- [What to produce] Your task is to copy every line of the entries that holds the word "AluOp".

- [Records provided]
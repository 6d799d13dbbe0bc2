//! Microinstruction control signals.
//!
//! This module defines the named-field form of one control store row. It performs:
//! 1. **Selector Classification:** Every multi-way mux select is an enum, so datapath code
//!    matches exhaustively instead of indexing arrays.
//! 2. **Decoding:** Converts the 35 raw control bits into a [`ControlWord`], rejecting
//!    selector values the datapath does not define.
//! 3. **Bus Usage:** Reports whether a word latches anything from the bus.

use serde::Serialize;

use crate::common::constants::CONTROL_STORE_BITS;

/// Branch condition tested by the micro-sequencer (`COND1:COND0`).
#[derive(Clone, Copy, Debug, Default, PartialEq, Eq, Serialize)]
pub enum Cond {
    /// Take `J` as is.
    #[default]
    Unconditional,
    /// Replace `J[1]` with the memory-ready latch.
    MemoryReady,
    /// Replace `J[2]` with the branch-enable latch.
    Branch,
    /// Replace `J[0]` with `IR[11]`.
    AddressingMode,
}

/// PC input select (`PCMUX1:PCMUX0`).
#[derive(Clone, Copy, Debug, Default, PartialEq, Eq, Serialize)]
pub enum PcMux {
    /// `PC + 2`.
    #[default]
    Increment,
    /// The value on the bus.
    Bus,
    /// The address adder output.
    Adder,
}

/// Destination register select.
#[derive(Clone, Copy, Debug, Default, PartialEq, Eq, Serialize)]
pub enum DrMux {
    /// `IR[11:9]`.
    #[default]
    Ir11_9,
    /// Hardwired `R7`.
    R7,
}

/// First ALU source register select.
#[derive(Clone, Copy, Debug, Default, PartialEq, Eq, Serialize)]
pub enum Sr1Mux {
    /// `IR[11:9]`.
    #[default]
    Ir11_9,
    /// `IR[8:6]`.
    Ir8_6,
}

/// Address adder base operand select.
#[derive(Clone, Copy, Debug, Default, PartialEq, Eq, Serialize)]
pub enum Addr1Mux {
    /// The program counter.
    #[default]
    Pc,
    /// Base register `IR[8:6]`.
    BaseR,
}

/// Address adder offset operand select (`ADDR2MUX1:ADDR2MUX0`).
#[derive(Clone, Copy, Debug, Default, PartialEq, Eq, Serialize)]
pub enum Addr2Mux {
    /// Constant zero.
    #[default]
    Zero,
    /// `SEXT(IR[5:0])`.
    Offset6,
    /// `SEXT(IR[8:0])`.
    PcOffset9,
    /// `SEXT(IR[10:0])`.
    PcOffset11,
}

/// MAR input select.
#[derive(Clone, Copy, Debug, Default, PartialEq, Eq, Serialize)]
pub enum MarMux {
    /// `ZEXT(IR[7:0]) << 1`, the trap vector address.
    #[default]
    TrapVector,
    /// The address adder output.
    Adder,
}

/// ALU operation (`ALUK1:ALUK0`).
#[derive(Clone, Copy, Debug, Default, PartialEq, Eq, Serialize)]
pub enum AluOp {
    /// `A + B`.
    #[default]
    Add,
    /// `A & B`.
    And,
    /// `A ^ B`.
    Xor,
    /// `A` unchanged.
    PassA,
}

/// Memory access direction.
#[derive(Clone, Copy, Debug, Default, PartialEq, Eq, Serialize)]
pub enum MemDirection {
    /// Memory to MDR.
    #[default]
    Read,
    /// MDR to memory.
    Write,
}

/// Memory access width.
#[derive(Clone, Copy, Debug, Default, PartialEq, Eq, Serialize)]
pub enum DataSize {
    /// One byte lane, selected by `MAR[0]`.
    #[default]
    Byte,
    /// Both byte lanes.
    Word,
}

/// One decoded microinstruction.
///
/// Field order follows the bit order of a microprogram row.
#[derive(Clone, Copy, Debug, Default, PartialEq, Eq, Serialize)]
pub struct ControlWord {
    /// Dispatch on the opcode instead of `J`.
    pub ird: bool,
    /// Condition used to modify `J`.
    pub cond: Cond,
    /// Base next-state field (6 bits).
    pub j: u8,

    /// Load MAR.
    pub ld_mar: bool,
    /// Load MDR.
    pub ld_mdr: bool,
    /// Load IR.
    pub ld_ir: bool,
    /// Load BEN.
    pub ld_ben: bool,
    /// Load the destination register.
    pub ld_reg: bool,
    /// Load the condition codes.
    pub ld_cc: bool,
    /// Load PC.
    pub ld_pc: bool,

    /// Gate PC onto the bus.
    pub gate_pc: bool,
    /// Gate MDR onto the bus.
    pub gate_mdr: bool,
    /// Gate the ALU onto the bus.
    pub gate_alu: bool,
    /// Gate the MAR mux onto the bus.
    pub gate_marmux: bool,
    /// Gate the shifter onto the bus.
    pub gate_shf: bool,

    /// PC input select.
    pub pcmux: PcMux,
    /// Destination register select.
    pub drmux: DrMux,
    /// First source register select.
    pub sr1mux: Sr1Mux,
    /// Address adder base select.
    pub addr1mux: Addr1Mux,
    /// Address adder offset select.
    pub addr2mux: Addr2Mux,
    /// MAR mux select.
    pub marmux: MarMux,
    /// ALU operation.
    pub aluk: AluOp,

    /// Memory enable.
    pub mio_en: bool,
    /// Memory direction.
    pub r_w: MemDirection,
    /// Memory width.
    pub data_size: DataSize,
    /// Shift the address adder offset left by one.
    pub lshf1: bool,
}

/// A selector decoded to a value the datapath does not define.
#[derive(Clone, Copy, Debug, PartialEq, Eq)]
pub struct ReservedField {
    /// Control field name.
    pub field: &'static str,
    /// Raw value.
    pub value: u8,
}

impl ControlWord {
    /// Decodes a row of raw control bits.
    ///
    /// # Arguments
    ///
    /// * `raw` - Control bits in microprogram order, `IRD` first, `LSHF1` last.
    ///
    /// # Returns
    ///
    /// The decoded word, or the first selector holding a reserved value.
    pub fn from_bits(raw: &[bool; CONTROL_STORE_BITS]) -> Result<Self, ReservedField> {
        let mut fields = Fields { raw, pos: 0 };

        let ird = fields.flag();
        let cond = match fields.take(2) {
            0 => Cond::Unconditional,
            1 => Cond::MemoryReady,
            2 => Cond::Branch,
            _ => Cond::AddressingMode,
        };
        let j = fields.take(6);

        let ld_mar = fields.flag();
        let ld_mdr = fields.flag();
        let ld_ir = fields.flag();
        let ld_ben = fields.flag();
        let ld_reg = fields.flag();
        let ld_cc = fields.flag();
        let ld_pc = fields.flag();

        let gate_pc = fields.flag();
        let gate_mdr = fields.flag();
        let gate_alu = fields.flag();
        let gate_marmux = fields.flag();
        let gate_shf = fields.flag();

        let pcmux = match fields.take(2) {
            0 => PcMux::Increment,
            1 => PcMux::Bus,
            2 => PcMux::Adder,
            value => {
                return Err(ReservedField {
                    field: "PCMUX",
                    value,
                });
            }
        };
        let drmux = if fields.flag() { DrMux::R7 } else { DrMux::Ir11_9 };
        let sr1mux = if fields.flag() {
            Sr1Mux::Ir8_6
        } else {
            Sr1Mux::Ir11_9
        };
        let addr1mux = if fields.flag() {
            Addr1Mux::BaseR
        } else {
            Addr1Mux::Pc
        };
        let addr2mux = match fields.take(2) {
            0 => Addr2Mux::Zero,
            1 => Addr2Mux::Offset6,
            2 => Addr2Mux::PcOffset9,
            _ => Addr2Mux::PcOffset11,
        };
        let marmux = if fields.flag() {
            MarMux::Adder
        } else {
            MarMux::TrapVector
        };
        let aluk = match fields.take(2) {
            0 => AluOp::Add,
            1 => AluOp::And,
            2 => AluOp::Xor,
            _ => AluOp::PassA,
        };

        let mio_en = fields.flag();
        let r_w = if fields.flag() {
            MemDirection::Write
        } else {
            MemDirection::Read
        };
        let data_size = if fields.flag() {
            DataSize::Word
        } else {
            DataSize::Byte
        };
        let lshf1 = fields.flag();

        Ok(Self {
            ird,
            cond,
            j,
            ld_mar,
            ld_mdr,
            ld_ir,
            ld_ben,
            ld_reg,
            ld_cc,
            ld_pc,
            gate_pc,
            gate_mdr,
            gate_alu,
            gate_marmux,
            gate_shf,
            pcmux,
            drmux,
            sr1mux,
            addr1mux,
            addr2mux,
            marmux,
            aluk,
            mio_en,
            r_w,
            data_size,
            lshf1,
        })
    }

    /// Returns true if any register latches the bus value this cycle.
    ///
    /// MDR only reads the bus when memory is disabled, and PC only when `PCMUX`
    /// selects the bus.
    pub const fn loads_from_bus(&self) -> bool {
        self.ld_mar
            || self.ld_ir
            || self.ld_cc
            || self.ld_reg
            || (self.ld_mdr && !self.mio_en)
            || (self.ld_pc && matches!(self.pcmux, PcMux::Bus))
    }
}

/// Sequential reader over a row of raw bits.
struct Fields<'a> {
    raw: &'a [bool; CONTROL_STORE_BITS],
    pos: usize,
}

impl Fields<'_> {
    fn flag(&mut self) -> bool {
        let bit = self.raw[self.pos];
        self.pos += 1;
        bit
    }

    /// Reads `width` bits, most significant first.
    fn take(&mut self, width: usize) -> u8 {
        (0..width).fold(0, |acc, _| (acc << 1) | u8::from(self.flag()))
    }
}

- [Task result]
pub enum AluOp {
    pub aluk: AluOp,
            0 => AluOp::Add,
            1 => AluOp::And,
            2 => AluOp::Xor,
            _ => AluOp::PassA,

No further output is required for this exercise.